Ada selisih harga yang cukup mencolok antara alokasi anggaran dengan spesifikasi yang disyaratkan. Memang dari keterangan Kemendikbud Ristek, penyebutan laptop Rp10 juta sebenarnya kurang tepat. Anggaran Rp10 juta nantinya berupa paket teknologi informasi dan komunikasi (TIK). Nantinya satu paket TIK tersebut terdiri atas laptop, router, scan-printer, dan konektor. Namun tetap saja keterangan tetap tidak memuaskan publik. Paket TIK senilai Rp10 juta tersebut di mata banyak kalangan juga mengandung keanehan. Jika diasumsikan laptop dengan spesifikasi yang disyaratkan seharga Rp5 juta, berarti ada alokasi Rp5 juta untuk router, scan-printer, dan konektor. Alokasi yang cukup besar untuk harga router, scan-printer, dan konektor bagi laptop dengan spesifikasi minimal.
Selain persoalan harga, program paket TIK ini juga menjadi sorotan karena sistem operasional laptop menggunakan chromebook. Sistem operasional ini mensyaratkan jaringan internet untuk memaksimalkan penggunaan. Sistem ini akan sangat sulit digunakan jika dilakukan dalam kondisi offline. Masalahnya jaringan internet di Indonesia belum merata. Faktor tidak meratanya jaringan internet ini jugalah yang menjadi kendala pelaksanaan pembelajaran jarak jauh selama pandemi ini. Tentunya berbagai sorotan publik harus membuat pemerintah berhati-hati dalam menjalankan program tersebut. Jangan sampai program yang diidealkan sebagai upaya membantu memecahkan masalah mendasar para siswa selama pandemi malah menjadi bumerang.

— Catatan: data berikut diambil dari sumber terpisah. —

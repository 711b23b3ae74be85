//! Summaries of a persisted state file.

use anyhow::{Context, Result};
use reporting_core::PersistedState;
use serde_json::{json, Value};
use std::collections::BTreeMap;
use std::path::Path;

pub fn load_state(path: &Path) -> Result<PersistedState> {
    let bytes =
        std::fs::read(path).with_context(|| format!("Failed to read {}", path.display()))?;
    PersistedState::from_bytes(&bytes)
        .with_context(|| format!("Failed to decode {}", path.display()))
}

pub fn summarize(state: &PersistedState) -> Value {
    let mut reports_by_origin: BTreeMap<&str, usize> = BTreeMap::new();
    for report in &state.reports {
        *reports_by_origin.entry(report.origin.as_str()).or_default() += 1;
    }

    let endpoints: Vec<Value> = state
        .endpoints
        .iter()
        .map(|endpoint| {
            json!({
                "origin": endpoint.origin.as_str(),
                "group": endpoint.group,
                "url": endpoint.url.as_str(),
                "priority": endpoint.priority,
                "weight": endpoint.weight,
                "consecutive_failures": endpoint.consecutive_failures,
                "backoff_remaining_ms": endpoint.backoff_remaining_ms,
            })
        })
        .collect();

    json!({
        "version": state.version,
        "saved_at": state.saved_at.to_rfc3339(),
        "reports": state.reports.len(),
        "reports_by_origin": reports_by_origin,
        "endpoints": endpoints,
    })
}

#[cfg(test)]
mod tests {
    use super::*;
    use chrono::Utc;
    use reporting_core::{
        EndpointRegistration, NewReport, NullObserver, Origin, ReportingCache, ReportingPolicy,
        Ticks,
    };
    use std::sync::Arc;
    use tempfile::tempdir;
    use url::Url;

    #[test]
    fn summarize_counts_reports_per_origin() {
        let now = Utc::now();
        let mut cache = ReportingCache::new(
            Arc::new(ReportingPolicy::default()),
            Arc::new(NullObserver),
        );
        for page in ["https://a.example/1", "https://a.example/2", "https://b.example/"] {
            let url = Url::parse(page).unwrap();
            cache
                .add_report(
                    NewReport::new(&url, "default", "test", json!({})).unwrap(),
                    now,
                )
                .unwrap();
        }
        cache
            .upsert_endpoint(
                EndpointRegistration::new(
                    Origin::parse("https://a.example").unwrap(),
                    "default",
                    Url::parse("https://c.example/up").unwrap(),
                ),
                now,
            )
            .unwrap();

        let state = PersistedState::snapshot(&cache, now, Ticks::default());
        let dir = tempdir().unwrap();
        let path = dir.path().join("state.json");
        std::fs::write(&path, state.to_bytes().unwrap()).unwrap();

        let summary = summarize(&load_state(&path).unwrap());
        assert_eq!(summary["reports"], 3);
        assert_eq!(summary["reports_by_origin"]["https://a.example"], 2);
        assert_eq!(summary["reports_by_origin"]["https://b.example"], 1);
        assert_eq!(summary["endpoints"][0]["url"], "https://c.example/up");
    }

    #[test]
    fn load_state_reports_missing_file() {
        let dir = tempdir().unwrap();
        assert!(load_state(&dir.path().join("missing.json")).is_err());
    }
}
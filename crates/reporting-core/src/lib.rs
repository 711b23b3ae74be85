//! # reporting-core
//!
//! Client-side report delivery: origins register reporting endpoints,
//! upstream code queues reports, and the delivery agent uploads them in
//! batches with per-endpoint backoff, best effort.
//!
//! ## Principles
//!
//! - **One lock** - All cache and endpoint manager mutations happen under a
//!   single mutex; only uploads run outside it
//! - **Bounded memory** - Reports and endpoints are capped globally and per
//!   origin; eviction is oldest-first and never touches in-flight reports
//! - **Injected time** - Wall clock for ages and expiry, monotonic ticks for
//!   backoff, both from a [`Clock`]
//! - **Best effort** - Failures never reach report originators; reports are
//!   dropped silently after their attempts run out
//!
//! ## Architecture
//!
//! ```text
//! queue_report ──▶ ReportingCache ◀── EndpointManager
//!                        │                  ▲
//!                        ▼                  │ outcome
//!                  DeliveryAgent ──▶ ReportingUploader
//!                        │
//!                        ▼
//!                ReportingDelegate (periodic persist)
//! ```
//!
//! ## Example
//!
//! ```rust,no_run
//! use reporting_core::{
//!     Collaborators, EndpointRegistration, InMemoryDelegate, Origin, ReportingContext,
//!     ReportingPolicy, ReportingUploader, UploadOutcome,
//! };
//! use std::sync::Arc;
//! use url::Url;
//!
//! struct AcceptAll;
//!
//! #[async_trait::async_trait]
//! impl ReportingUploader for AcceptAll {
//!     async fn upload(&self, _url: &Url, _payload: String) -> UploadOutcome {
//!         UploadOutcome::Success
//!     }
//! }
//!
//! # async fn demo() -> reporting_core::ReportingResult<()> {
//! let context = ReportingContext::new(
//!     ReportingPolicy::default(),
//!     Collaborators::new(Arc::new(AcceptAll), Arc::new(InMemoryDelegate::new())),
//! );
//!
//! let page = Url::parse("https://site.example/page")?;
//! context.register_endpoint(EndpointRegistration::new(
//!     Origin::from_url(&page)?,
//!     "default",
//!     Url::parse("https://collector.example/reports")?,
//! ))?;
//! context.queue_report(&page, "default", "deprecation", serde_json::json!({"id": "x"}))?;
//!
//! context.deliver_now();
//! context.wait_for_uploads().await;
//! # Ok(())
//! # }
//! ```

pub mod cache;
pub mod clock;
pub mod context;
pub mod delegate;
pub mod delivery_agent;
pub mod endpoint_manager;
mod error;
pub mod header;
pub mod observer;
pub mod persistence;
pub mod policy;
pub mod types;
pub mod uploader;

#[cfg(test)]
mod tests;

pub use cache::{EvictionSummary, FailureSummary, ReportingCache};
pub use clock::{Clock, ManualClock, SystemClock, Ticks};
pub use context::{Collaborators, DataTypes, RemovalSummary, ReportingContext};
pub use delegate::{InMemoryDelegate, NullDelegate, ReportingDelegate};
pub use delivery_agent::{DeliveryAgent, ReportingState, RoundSummary};
pub use endpoint_manager::{backoff_delay, EndpointManager};
pub use error::{ReportingError, ReportingResult};
pub use header::{parse_report_to, EndpointGroupHeader, EndpointHeader, DEFAULT_GROUP};
pub use observer::{CacheEvent, CacheObserver, NullObserver, RecordingObserver, RemovalReason};
pub use persistence::{PersistedState, RestoreSummary};
pub use policy::ReportingPolicy;
pub use types::{
    BackoffState, Destination, EndpointClient, EndpointKey, EndpointRegistration, NewReport,
    Origin, Report, ReportId, ReportStatus,
};
pub use uploader::{serialize_reports, ReportingUploader, UploadOutcome};
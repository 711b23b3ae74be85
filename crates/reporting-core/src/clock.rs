//! Injectable wall and monotonic time sources.

use chrono::{DateTime, Utc};
use parking_lot::Mutex;
use std::ops::{Add, Sub};
use std::time::{Duration, Instant};

/// A point on the monotonic clock, measured from an arbitrary origin.
///
/// Ticks are only comparable when taken from the same [`Clock`].
#[derive(Debug, Clone, Copy, PartialEq, Eq, PartialOrd, Ord, Hash, Default)]
pub struct Ticks(Duration);

impl Ticks {
    /// Ticks at the given offset from the clock origin.
    pub const fn from_duration(offset: Duration) -> Self {
        Self(offset)
    }

    /// Offset from the clock origin.
    pub const fn as_duration(&self) -> Duration {
        self.0
    }

    /// Time remaining until `later`, zero if `later` is not in the future.
    pub fn until(&self, later: Ticks) -> Duration {
        later.0.saturating_sub(self.0)
    }
}

impl Add<Duration> for Ticks {
    type Output = Ticks;

    fn add(self, rhs: Duration) -> Ticks {
        Ticks(self.0.saturating_add(rhs))
    }
}

impl Sub<Duration> for Ticks {
    type Output = Ticks;

    fn sub(self, rhs: Duration) -> Ticks {
        Ticks(self.0.saturating_sub(rhs))
    }
}

/// Source of wall-clock and monotonic time.
///
/// The wall clock drives report age and endpoint expiry; the monotonic
/// clock drives backoff scheduling.
pub trait Clock: Send + Sync {
    /// Current wall-clock time.
    fn now(&self) -> DateTime<Utc>;

    /// Current monotonic time.
    fn ticks(&self) -> Ticks;
}

/// Clock backed by the operating system.
#[derive(Debug)]
pub struct SystemClock {
    origin: Instant,
}

impl SystemClock {
    pub fn new() -> Self {
        Self {
            origin: Instant::now(),
        }
    }
}

impl Default for SystemClock {
    fn default() -> Self {
        Self::new()
    }
}

impl Clock for SystemClock {
    fn now(&self) -> DateTime<Utc> {
        Utc::now()
    }

    fn ticks(&self) -> Ticks {
        Ticks(self.origin.elapsed())
    }
}

/// A clock that only moves when told to.
#[derive(Debug)]
pub struct ManualClock {
    state: Mutex<(DateTime<Utc>, Ticks)>,
}

impl ManualClock {
    /// Creates a clock reading `wall` and zero ticks.
    pub fn new(wall: DateTime<Utc>) -> Self {
        Self {
            state: Mutex::new((wall, Ticks::default())),
        }
    }

    /// Moves both clocks forward by `by`. The wall clock saturates at its
    /// maximum.
    pub fn advance(&self, by: Duration) {
        let mut state = self.state.lock();
        let delta = chrono::Duration::from_std(by).unwrap_or(chrono::Duration::MAX);
        state.0 = state
            .0
            .checked_add_signed(delta)
            .unwrap_or(DateTime::<Utc>::MAX_UTC);
        state.1 = state.1 + by;
    }

    /// Sets the wall clock without touching the monotonic clock.
    pub fn set_wall(&self, wall: DateTime<Utc>) {
        self.state.lock().0 = wall;
    }
}

impl Default for ManualClock {
    fn default() -> Self {
        Self::new(DateTime::<Utc>::UNIX_EPOCH + chrono::Duration::days(20_000))
    }
}

impl Clock for ManualClock {
    fn now(&self) -> DateTime<Utc> {
        self.state.lock().0
    }

    fn ticks(&self) -> Ticks {
        self.state.lock().1
    }
}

Aspek transparansi mulai kepastian harga, jenis item teknologi informasi yang diberikan, hingga kejelasan siapa saja yang menerima harus ditekankan. Jangan sampai atas nama kepentingan pelajar atau narasi mengutamakan produk dalam negeri, lalu faktor kualitas produk teknologi informasi yang diberikan asal-asalan. Selain itu, prinsip keterbukaan dan fairness juga harus diterapkan dalam memilih rekanan program ini. Uang negara senilai Rp2,4 triliun cukuplah besar dan menggiurkan sehingga harus dipastikan jika program ini tidak akan menimbulkan persoalan hukum di kemudian hari. Selain itu pemerintah juga harus memastikan jika jaringan internet sebagai penunjang produk TIK yang diberikan cepat merata di pelosok negeri. Jangan sampai produk TIK akhirnya hanya menjadi pajangan di rumah peserta didik karena tidak bisa dioperasikan.